Outro avanço no combate a violência contra a mulher foi dado em março de 2015 quando foi sancionada a lei 13.104/2015, a Lei do Feminicídio, classificando-o como crime hediondo e com agravantes quando acontece em situações específicas de vulnerabilidade (gravidez, menor de idade, na presença de filhos e situações correlacionadas).

Voltando para Maria Cristina. Mais do que um exemplo, as agressões que ela sofre podem ser enquadradas nos chamados “crimes passionais” que tem geralmente como motivação o ciúme e uso de álcool e outras drogas. “A violência contra a mulher possui fases que compõem um ciclo que pode se tornar vicioso, repetindo-se ao longo de meses ou anos. É comum que esse ciclo se repita, com maior violência e menor intervalo entre as fases”, destaca a psicóloga Marianne Araújo, que detalha ainda que a maioria das agressões acontece dentro das residências das vítimas e tem início com ameaças e agressões verbais, como uma forma de “instrumento de resolução de conflitos”.

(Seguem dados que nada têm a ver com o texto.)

use log::{debug, info, warn};
use serde::{Deserialize, Serialize};

use super::device::{ModeInfo, Resolution};

#[derive(
    Clone, Copy, Debug, Default, Deserialize, Eq, Hash, PartialEq, Serialize,
)]
#[serde(rename_all = "snake_case")]
pub enum DisplayMode {
    #[default]
    CrtNative,
    ModernTv,
}

impl DisplayMode {
    pub fn toggled(self) -> Self {
        match self {
            DisplayMode::CrtNative => DisplayMode::ModernTv,
            DisplayMode::ModernTv => DisplayMode::CrtNative,
        }
    }

    pub fn label(self) -> &'static str {
        match self {
            DisplayMode::CrtNative => "CRT",
            DisplayMode::ModernTv => "Modern TV",
        }
    }
}

#[derive(Clone, Debug, Deserialize, PartialEq, Serialize)]
#[serde(default)]
pub struct ResolutionPolicy {
    /// Native CRT modes taller than this are replaced by
    /// `crt_safe_resolution`.
    pub crt_max_height: u32,
    pub crt_safe_resolution: Resolution,
    pub modern_preferred: Resolution,
    pub modern_fallbacks: [Resolution; 2],
}

impl Default for ResolutionPolicy {
    fn default() -> Self {
        Self {
            crt_max_height: 1080,
            crt_safe_resolution: Resolution::new(1920, 1080),
            modern_preferred: Resolution::new(1920, 1080),
            modern_fallbacks: [
                Resolution::new(1280, 720),
                Resolution::new(720, 576),
            ],
        }
    }
}

#[derive(Clone, Copy, Debug, Eq, PartialEq)]
pub enum ModeRequest {
    /// Whatever the display reports as preferred.
    Auto,
    Exact(Resolution),
}

pub trait ModeProber {
    fn probe(&self, request: ModeRequest) -> Option<ModeInfo>;
}

impl ModeProber for [ModeInfo] {
    fn probe(&self, request: ModeRequest) -> Option<ModeInfo> {
        match request {
            ModeRequest::Auto => self
                .iter()
                .find(|mode| mode.preferred)
                .or_else(|| self.first())
                .cloned(),
            ModeRequest::Exact(resolution) => self
                .iter()
                .filter(|mode| mode.resolution == resolution)
                .max_by_key(|mode| mode.refresh_hz)
                .cloned(),
        }
    }
}

pub fn select_mode<P: ModeProber + ?Sized>(
    display_mode: DisplayMode,
    policy: &ResolutionPolicy,
    prober: &P,
) -> Option<ModeInfo> {
    match display_mode {
        DisplayMode::CrtNative => select_crt_mode(policy, prober),
        DisplayMode::ModernTv => select_modern_mode(policy, prober),
    }
}

fn select_crt_mode<P: ModeProber + ?Sized>(
    policy: &ResolutionPolicy,
    prober: &P,
) -> Option<ModeInfo> {
    let native = prober.probe(ModeRequest::Auto)?;

    if native.resolution.height <= policy.crt_max_height {
        info!("CRT mode: using native {}", native.resolution);
        return Some(native);
    }

    match prober.probe(ModeRequest::Exact(policy.crt_safe_resolution)) {
        Some(safe) => {
            info!(
                "CRT mode: native {} exceeds {}px, clamping to {}",
                native.resolution,
                policy.crt_max_height,
                safe.resolution
            );
            Some(safe)
        }
        None => {
            warn!(
                "CRT mode: native {} exceeds {}px but {} is unavailable; \
                 keeping native",
                native.resolution,
                policy.crt_max_height,
                policy.crt_safe_resolution
            );
            Some(native)
        }
    }
}

fn select_modern_mode<P: ModeProber + ?Sized>(
    policy: &ResolutionPolicy,
    prober: &P,
) -> Option<ModeInfo> {
    let chain = [
        ModeRequest::Exact(policy.modern_preferred),
        ModeRequest::Exact(policy.modern_fallbacks[0]),
        ModeRequest::Exact(policy.modern_fallbacks[1]),
        ModeRequest::Auto,
    ];

    for request in chain {
        if let Some(mode) = prober.probe(request) {
            info!("Modern TV mode: {:?} -> {}", request, mode.resolution);
            return Some(mode);
        }
        debug!("Modern TV mode: {:?} unavailable", request);
    }

    None
}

Outro dado importante é que as agressões ocorrem em todas as idades e classes sociais: “Aspectos financeiros, culturais e sociais podem desencadear a violência contra a mulher, com graves repercussões. Em muitos casos, o companheiro está desempregado e sem perspectiva de retorno ao mercado de trabalho, aumentando as estatísticas de violência contra a mulher. Sob o domínio do medo, muitas mulheres não denunciam”, argumenta a psicóloga.

Grupos no Rio Grande do Norte militam no trabalho preventivo, de conscientização em busca da mudança de cultura em relação às mulheres. Além da conscientização entre as mulheres – na busca pelas denuncias oficiais – o trabalho com o agressor também é feito com a finalidade de que não realize a mesma prática contra outras mulheres.

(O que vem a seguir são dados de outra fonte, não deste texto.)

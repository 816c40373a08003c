mod support;

use std::path::PathBuf;

use jukebox::prelude::*;

use support::Harness;

#[test]
fn intro_plays_without_overlay_then_hands_over_to_the_browser() {
    let mut h = Harness::builder().intro("/media/intro.mp4").build();
    h.runtime.start(false);

    assert!(matches!(
        h.runtime.orchestrator().mode(),
        Mode::BootIntro(_)
    ));

    h.ticks(10);
    assert!(h.video.borrow().render_count() > 0);
    assert!(h.ui.borrow().last_render().is_none());

    h.press(Action::Select);
    h.ticks(25);

    assert_eq!(h.runtime.orchestrator().mode(), Mode::Idle);
    assert!(h.ui.borrow().last_render().is_some());

    let video = h.video.borrow();
    assert!(video.stop_count() >= 1);
    assert_eq!(video.volume(), 100.0);
}

#[test]
fn selected_playlist_renders_into_the_viewport() {
    let mut h = Harness::started();

    h.press(Action::Next);
    h.press(Action::Select);
    assert_eq!(
        h.video.borrow().loaded(),
        &[PathBuf::from("/media/toons/1.mp4")]
    );

    h.ticks(30);

    assert_eq!(
        h.runtime.orchestrator().mode(),
        Mode::VideoActive {
            master_shuffle: false
        }
    );
    let video = h.video.borrow();
    assert!(video.render_count() > 0);
    assert_eq!(video.last_viewport(), Some(h.runtime.viewport()));
    assert_eq!(video.volume(), 100.0);
}

#[test]
fn game_launch_stops_playback_first() {
    let mut h = Harness::started();

    h.press(Action::Next);
    h.press(Action::Select);
    h.ticks(30);
    let stops = h.video.borrow().stop_count();

    // Hidden overlay: the first Menu press brings it back.
    h.press(Action::Menu);
    h.press(Action::Menu);
    h.press(Action::Next);
    h.press(Action::Next);
    h.press(Action::Select);
    h.press(Action::Next);
    h.press(Action::Select);

    assert_eq!(h.launcher.launched(), vec!["Pinball".to_string()]);
    assert!(h.video.borrow().stop_count() > stops);
    assert!(!h.runtime.orchestrator().session().video_active);
}

#[test]
fn quit_command_ends_the_run_loop() {
    let (commands, commands_rx) = command_channel();
    let (events_tx, events) = event_channel();
    let mut h = Harness::builder()
        .commands(commands_rx)
        .events(events_tx)
        .build()
        .start();

    commands.send(RuntimeCommand::Quit).unwrap();
    h.runtime.run();

    assert!(!h.runtime.is_running());
    assert_eq!(events.try_iter().last(), Some(RuntimeEvent::Stopped));
}

#[test]
fn quit_button_stops_the_orchestrator() {
    let mut h = Harness::started();
    h.press(Action::Quit);

    assert!(!h.runtime.orchestrator().is_running());
    assert!(!h.runtime.is_running());
}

Em termos nacionais, no Brasil, a população feminina ultrapassou 103 milhões de mulheres em 2014. Uma em cada cinco considera já ter sofrido alguma vez “algum tipo de violência de parte de algum homem, conhecido ou desconhecido” (Fundação Perseu Abramo, 2010).

Em relação ao mundo, de acordo com a mais recente publicação do Mapa da Violência, o Brasil tem taxa de 4,8 homicídios por 100 mil mulheres. Em relação ao contexto internacional, o Brasil, num grupo de 83 países com dados da Organização Mundial da Saúde, ocupa uma pouco recomendável 5ª posição, evidenciando que os índices locais excedem, em muito, os encontrados na maior parte dos países do mundo. Efetivamente, só El Salvador, Colômbia, Guatemala (três países latino-americanos) e a Federação Russa evidenciam taxas superiores às do Brasil. Mas as taxas do Brasil são muito superiores às de vários países tidos como civilizados.